Throughout the Great Lakes region, the absence of a political solution has led to a general deterioration in security conditions. Assassinations, attacks and reprisals, laying of mines and ethnic cleansing have become the order of the day. Although the local people bear the brunt of the violence, the relief organisations have not emerged unscathed. In May and June, no less than 20 employees of different organisations – including three from the Federation – lost their lives in the North Kivu region.

Danielle Coquoz, Deputy Delegate
General for Africa, ICRC

 
 

Lives on the line

I feel so touched when I read a sorrowful article such as in Issue 1-1996 about my colleagues, brothers and fellow Red Cross volunteers who lost their lives to Ebola in the course of their humanitarian gesture.

It reminds me also of the late Susanne Buser and Sarah Veronica Leomy, the ICRC nurses who fell victim to an ambush in Sierra Leone on 27 August 1993. May God and the seven fundamental principles guide us in our work and give us all such courage in carrying out our humanitarian duties.

Alexander V. Davies
Sierra Leone Red Cross Volunteers
Waterloo, Sierra Leone

Died: in the line of duty

26 January A Federation local staff member, Herculano Tchipindi, was killed in Angola when unknown assailants attacked the vehicle in which he was travelling.
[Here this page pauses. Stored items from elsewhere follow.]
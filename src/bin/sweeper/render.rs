//! The board rendering.

use crossterm::style::{Color, Stylize};
use std::fmt::{Display, Formatter};
use sweeper::{CellView, Snapshot};

/// A printable board.
///
/// Each row ends with its number, counted from the bottom, and the column numbers are printed underneath. Column
/// numbers of two digits get split over two lines: the tens first, then the ones.
pub struct Board<'a> {
    snapshot: &'a Snapshot,
    /// Whether to color the glyphs. Should be off whenever the output isn't a terminal.
    colored: bool,
}

impl<'a> Board<'a> {
    pub fn new(snapshot: &'a Snapshot, colored: bool) -> Self {
        Board { snapshot, colored }
    }

    fn write_cell(&self, f: &mut Formatter<'_>, view: CellView) -> std::fmt::Result {
        let (glyph, color) = glyph(view);

        match color {
            Some(color) if self.colored => write!(f, "{} ", glyph.with(color)),
            _ => write!(f, "{} ", glyph),
        }
    }
}

/// Returns the character standing for the cell and its color, if any.
fn glyph(view: CellView) -> (char, Option<Color>) {
    match view {
        CellView::Hidden => ('?', None),
        CellView::Flagged => ('F', Some(Color::Yellow)),
        CellView::Cleared(0) => ('_', None),
        CellView::Cleared(adjacent_mines_amount) => {
            let color = match adjacent_mines_amount {
                1 => Color::Blue,
                2 => Color::Green,
                3 => Color::Red,
                4 => Color::DarkBlue,
                5 => Color::DarkRed,
                6 => Color::Cyan,
                7 => Color::Magenta,
                _ => Color::Grey,
            };

            (
                char::from_digit(adjacent_mines_amount.into(), 10).unwrap_or('?'),
                Some(color),
            )
        }
        CellView::Detonated => ('*', Some(Color::Red)),
        CellView::Mine => ('*', Some(Color::DarkGrey)),
    }
}

impl Display for Board<'_> {
    fn fmt(&self, f: &mut Formatter<'_>) -> std::fmt::Result {
        let (rows_amount, columns_amount) = self.snapshot.size();

        for (row_index, row) in self.snapshot.rows().enumerate() {
            for &view in row {
                self.write_cell(f, view)?;
            }

            writeln!(f, " < {}", rows_amount as usize - row_index)?;
        }

        writeln!(f)?;

        for _ in 0..columns_amount {
            write!(f, "^ ")?;
        }

        writeln!(f)?;

        // Single-digit columns and the tens of the two-digit ones.
        for column_number in 1..=columns_amount {
            if column_number < 10 {
                write!(f, "{} ", column_number)?;
            } else {
                write!(f, "{} ", column_number / 10)?;
            }
        }

        writeln!(f)?;

        // The ones of the two-digit columns.
        if columns_amount >= 10 {
            for column_number in 1..=columns_amount {
                if column_number < 10 {
                    write!(f, "  ")?;
                } else {
                    write!(f, "{} ", column_number % 10)?;
                }
            }

            writeln!(f)?;
        }

        Ok(())
    }
}

#[cfg(test)]
mod test {
    use super::Board;
    use sweeper::{Command, Minesweeper};

    #[test]
    fn the_board_is_drawn_with_bottom_up_row_numbers() {
        let mut game = Minesweeper::from_layout(3, 3, &[(2, 2)]).unwrap();
        game.submit_move(Command::reveal((0, 0))).unwrap();

        let board = Board::new(&game.snapshot(), false).to_string();

        assert_eq!(
            board,
            "_ _ _  < 3\n_ 1 1  < 2\n_ 1 ?  < 1\n\n^ ^ ^ \n1 2 3 \n"
        );
    }

    #[test]
    fn flags_and_mines_get_their_own_glyphs() {
        let mut game = Minesweeper::from_layout(1, 3, &[(0, 0), (0, 2)]).unwrap();
        game.submit_move(Command::flag((0, 2))).unwrap();
        game.submit_move(Command::reveal((0, 0))).unwrap();

        let board = Board::new(&game.snapshot(), false).to_string();

        assert!(board.starts_with("* ? F  < 1\n"));
    }

    #[test]
    fn wide_boards_split_the_column_numbers() {
        let game = Minesweeper::from_layout(1, 12, &[]).unwrap();
        let board = Board::new(&game.snapshot(), false).to_string();

        let lines = board.lines().collect::<Vec<_>>();

        assert_eq!(lines[3], "1 2 3 4 5 6 7 8 9 1 1 1 ");
        assert_eq!(lines[4], "                  0 1 2 ");
    }
}
use crate::GameConfig;
use std::fmt::{Display, Formatter};
use std::str::FromStr;
use thiserror::Error;

/// The classic board presets.
#[derive(Debug, Copy, Clone, PartialEq, Eq)]
pub enum Difficulty {
    /// 9x9 with 10 mines.
    Easy,
    /// 16x16 with 40 mines.
    Medium,
    /// 16 rows by 30 columns with 99 mines.
    Hard,
}

impl Difficulty {
    /// Returns the number of rows, the number of columns and the number of mines of the preset.
    pub fn dimensions(self) -> (u8, u8, u16) {
        match self {
            Difficulty::Easy => (9, 9, 10),
            Difficulty::Medium => (16, 16, 40),
            Difficulty::Hard => (16, 30, 99),
        }
    }

    pub fn config(self) -> GameConfig {
        let (rows_amount, columns_amount, mines_amount) = self.dimensions();
        GameConfig::new(rows_amount, columns_amount, mines_amount)
    }
}

impl Display for Difficulty {
    fn fmt(&self, f: &mut Formatter<'_>) -> std::fmt::Result {
        let name = match self {
            Difficulty::Easy => "easy",
            Difficulty::Medium => "medium",
            Difficulty::Hard => "hard",
        };

        write!(f, "{}", name)
    }
}

#[derive(Debug, Error, PartialEq, Eq)]
#[error("unknown difficulty `{0}`, expected easy (e), medium (m) or hard (h)")]
pub struct ParseDifficultyError(String);

/// Accepts both the full names and their first letters, ignoring the case.
impl FromStr for Difficulty {
    type Err = ParseDifficultyError;

    fn from_str(s: &str) -> Result<Self, Self::Err> {
        match s.trim().to_ascii_lowercase().as_str() {
            "e" | "easy" => Ok(Difficulty::Easy),
            "m" | "medium" => Ok(Difficulty::Medium),
            "h" | "hard" => Ok(Difficulty::Hard),
            _ => Err(ParseDifficultyError(s.trim().to_string())),
        }
    }
}

#[cfg(test)]
mod test {
    use super::{Difficulty, ParseDifficultyError};
    use crate::Minesweeper;

    #[test]
    fn presets_have_the_classic_dimensions() {
        assert_eq!(Difficulty::Easy.dimensions(), (9, 9, 10));
        assert_eq!(Difficulty::Medium.dimensions(), (16, 16, 40));
        assert_eq!(Difficulty::Hard.dimensions(), (16, 30, 99));
    }

    #[test]
    fn every_preset_makes_a_valid_game() {
        for difficulty in [Difficulty::Easy, Difficulty::Medium, Difficulty::Hard] {
            assert!(Minesweeper::new(difficulty.config()).is_ok());
        }
    }

    #[test]
    fn difficulties_get_parsed_from_names_and_letters() {
        assert_eq!("e".parse::<Difficulty>(), Ok(Difficulty::Easy));
        assert_eq!("Medium".parse::<Difficulty>(), Ok(Difficulty::Medium));
        assert_eq!(" H ".parse::<Difficulty>(), Ok(Difficulty::Hard));
        assert_eq!(
            "x".parse::<Difficulty>(),
            Err(ParseDifficultyError("x".to_string()))
        );
    }

    #[test]
    fn display_round_trips_through_parsing() {
        for difficulty in [Difficulty::Easy, Difficulty::Medium, Difficulty::Hard] {
            assert_eq!(difficulty.to_string().parse::<Difficulty>(), Ok(difficulty));
        }
    }
}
4 June Three ICRC delegates, Cédric Martin, Reto Neuenschwander and Juan Pastor Ruffino, died when the vehicle in which they were returning from a humanitarian mission in the northern province of Cibitoke, Burundi was fired upon in an ambush.

24 June Ugandan Red Cross relief worker Amin Booyi Andama was killed during a rebel attack on Koboko town in northern Uganda.

27 June Three workers from the Red Cross Society of the Republic of Zaire, Bahozi Kabuku, Kunga Sebastian and Mafuta Nzanganya, were killed when unidentified gunmen attacked a Federation supply depot near Goma in eastern Zaire. One Zairean UNHCR security guard also died in the attack and four people were injured.

27 June A Somali Red Crescent guard, Abdi Warsame Abdulle, died when a shell landed in the Norwegian Red Cross compound in South Mogadishu, Somalia.
24 July Sheikh Ali was killed during an attack on the Somali Red Crescent compound in South Mogadishu. His colleague, logistics officer Abdule Ahmed Ayaanle, died a few days later of injuries sustained in the attack.

7 September Two workers from the Zaire Red Cross, Aimé Amuli and Dieudonné Budogo, were killed when their bus hit a land mine near Goma in eastern Zaire. Their colleague, Djuma Sebasore, died a few days later of his injuries.

Pen pals

I am an American Red Cross Disaster Services worker from the Rhode Island chapter. I am a certified Emergency Relief Vehicle technician and Disaster Action Team member and I am interested in meeting other Red Cross and Red Crescent workers from the USA and around the world. I would like to swap stories, anecdotes, Red Cross life, etc., with anyone interested.

Steven Pechie
19 Rhode Island Street
Cranston, RI 02920, USA

Please publish my address in the next issue of your magazine so that any brothers and sisters who are interested can write to me to exchange ideas and experiences.